AI Framework vs. Custom Stack: What Actually Works in Production?
A pragmatic guide to choosing between AI frameworks versus building custom orchestration for production-ready AI systems.
Many enterprises get stuck in the AI proof-of-concept phase with impressive demos that never become stable production systems. In fact, industry surveys show that nearly 80% of AI projects fail, and Gartner reports that, on average, only ~48% of AI projects make it into production.

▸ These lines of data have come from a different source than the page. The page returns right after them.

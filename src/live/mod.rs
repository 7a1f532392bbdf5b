//! Upstream "live" conversational audio sessions.
//!
//! A session is opened per turn, fed one input, and then read as a single
//! stream of `LiveEvent`s until the turn completes or the stream closes:
//! - `LiveConnector::open` - open a session with a system instruction
//! - `LiveSession::send_*` - realtime audio plus end marker, or one text turn
//! - `LiveSession::next_event` - tagged events, `Closed` once exhausted

mod gemini;
mod messages;

use anyhow::Result;
use async_trait::async_trait;

pub use gemini::{GeminiLiveConnector, GeminiSettings};
pub use messages::ServerMessage;

/// Event emitted by an upstream session during a turn
#[derive(Debug, Clone, PartialEq, Eq)]
pub enum LiveEvent {
    /// Base64-encoded PCM fragment of the spoken reply
    AudioChunk(String),
    /// Text fragment (model text part or output transcription)
    TextChunk(String),
    /// The model finished its turn
    TurnComplete,
    /// Upstream reported an error
    Error(String),
    /// The stream ended; every later call returns `Closed` again
    Closed,
}

/// Reply modalities requested from the model
#[derive(Debug, Clone, Copy, PartialEq, Eq)]
pub enum Modality {
    Audio,
    Text,
}

impl Modality {
    pub fn as_str(self) -> &'static str {
        match self {
            Modality::Audio => "AUDIO",
            Modality::Text => "TEXT",
        }
    }
}

/// Per-session configuration sent before the turn begins
#[derive(Debug, Clone, PartialEq, Eq)]
pub struct SessionSetup {
    pub system_instruction: String,
    pub response_modalities: Vec<Modality>,
}

/// Opens upstream sessions; shared read-only across requests
#[async_trait]
pub trait LiveConnector: Send + Sync {
    async fn open(&self, setup: &SessionSetup) -> Result<Box<dyn LiveSession>>;
}

/// One ephemeral upstream session, owned by a single turn
#[async_trait]
pub trait LiveSession: Send {
    /// Stream captured 16-bit mono PCM
    async fn send_realtime_audio(&mut self, pcm: &[u8], sample_rate: u32) -> Result<()>;

    /// Mark the end of the user's audio so the model replies
    async fn send_turn_complete(&mut self) -> Result<()>;

    /// Send a complete text turn
    async fn send_text_turn(&mut self, text: &str) -> Result<()>;

    /// Next event of the reply stream
    async fn next_event(&mut self) -> LiveEvent;

    /// Tear the session down; safe to call more than once
    async fn close(&mut self) -> Result<()>;
}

"Of the 200 AI deployments I’ve led, only 48 made it into production and are still in use today." - part of Gartner's survey
The gap between AI’s promise and real-world impact is still a major problem as we head into 2026.
The purpose of this blog
There are plenty of beginner guides on the internet, but very few of them cover what it takes to succeed with AI in production. Topics that actually matter once real users show up but are often ignored in beginner guides:
- failure modes
- cost and latency trade-offs
- framework choice and migration pain
- regulated domains and compliance constraints
- real-world data challenges
- evaluation
- observability
- finding the right partners / employees
Across my posts, I will share more advanced concepts of AI engineering drawn from real-world experience that I’ve learned - without rehashing the basics.

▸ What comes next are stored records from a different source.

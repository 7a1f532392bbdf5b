pub mod backend;
pub mod capture;
pub mod file;
pub mod pcm;
pub mod wav;

pub use backend::{AudioBackend, AudioBackendConfig, AudioFrame, FileBackend};
pub use capture::{CaptureRecorder, RecordingMetadata};
pub use file::AudioFile;
pub use wav::WavSpec;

In conversations with CTOs and Heads of AI, one theme kept coming up: the hardest work starts after the PoC.
This first post focuses on an early decision that often determines how painful that journey becomes: When to use an AI framework vs. when to build a custom stack - and how to choose pragmatically.
Frameworks vs. custom stacks: choosing pragmatically
When developing AI applications, teams often face a choice:
- Use an AI framework (move fast, borrow patterns), or
- Build custom orchestration (own the control-plane).

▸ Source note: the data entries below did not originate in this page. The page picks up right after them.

use crate::i18n::Locale;
use crate::protocol::{Gender, SpeakerProfile};

const PERSONA: &str = "You are a patient, warm tutor who helps older adults learn to use \
their smartphone. Speak slowly and clearly, in short sentences, one step at a time. \
Avoid technical jargon; when a technical word is unavoidable, explain it simply. \
Be encouraging and never make the person feel rushed.";

/// Build the system instruction for one turn
///
/// Output depends only on the arguments, so identical profiles always
/// produce identical instructions.
pub fn system_instruction(locale: Locale, profile: &SpeakerProfile, context: Option<&str>) -> String {
    let mut lines = vec![
        PERSONA.to_string(),
        format!("Always answer in {}.", locale.language_name()),
    ];

    if let Some(name) = profile.name.as_deref() {
        lines.push(format!(
            "The person you are talking to is called {}. Address them by name now and then.",
            name
        ));
    }

    match profile.gender {
        Some(Gender::Female) => lines.push(
            "The person is a woman: use feminine grammatical agreement when addressing her."
                .to_string(),
        ),
        Some(Gender::Male) => lines.push(
            "The person is a man: use masculine grammatical agreement when addressing him."
                .to_string(),
        ),
        None => {}
    }

    if let Some(context) = context {
        lines.push(format!("Conversation so far:\n{}", context));
    }

    lines.join("\n")
}

#[cfg(test)]
mod tests {
    use super::*;

    #[test]
    fn test_instruction_encodes_profile() {
        let profile = SpeakerProfile {
            name: Some("Rosa".to_string()),
            gender: Some(Gender::Female),
        };
        let text = system_instruction(Locale::Es, &profile, Some("Learning WhatsApp"));

        assert!(text.contains("called Rosa"));
        assert!(text.contains("feminine"));
        assert!(text.contains("Spanish"));
        assert!(text.ends_with("Learning WhatsApp"));
    }

    #[test]
    fn test_instruction_is_deterministic() {
        let profile = SpeakerProfile {
            name: Some("Luis".to_string()),
            gender: Some(Gender::Male),
        };
        assert_eq!(
            system_instruction(Locale::En, &profile, None),
            system_instruction(Locale::En, &profile, None)
        );
    }

    #[test]
    fn test_empty_profile_has_no_personal_lines() {
        let text = system_instruction(Locale::En, &SpeakerProfile::default(), None);
        assert!(!text.contains("called"));
        assert!(!text.contains("grammatical"));
        assert!(!text.contains("Conversation so far"));
    }
}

"Frameworks are tools, not goals." — Engineering Lead at major e-commerce platform
Rather than chasing hype, the teams that ship tend to pick the stack that fits their use case, constraints, and team maturity.
The regret tax
I’ve seen teams where, midway through development, someone says: “Damn, we should have chosen a different approach.”
Switching core tech late is painful - I learned this firsthand while building a chatbot for a major e-commerce platform. We picked a framework early on, later realized another would have been a better fit, and by then the migration cost (rewiring chains, callbacks, memory etc.) was simply too high.
The ecosystem (and what each tool is actually good at)
To reduce regret, it helps to understand the main frameworks and their “sweet spots” — plus their popularity signals.
Below are some of the most popular AI frameworks, a short production-oriented take on each, and their recent PyPI/NPM download counts (directional — downloads are not production usage).
-
LangChain – widely-used Python/JS library for chaining LLM prompts, tools, and memory. It has a huge ecosystem of integrations (APIs, databases, etc.).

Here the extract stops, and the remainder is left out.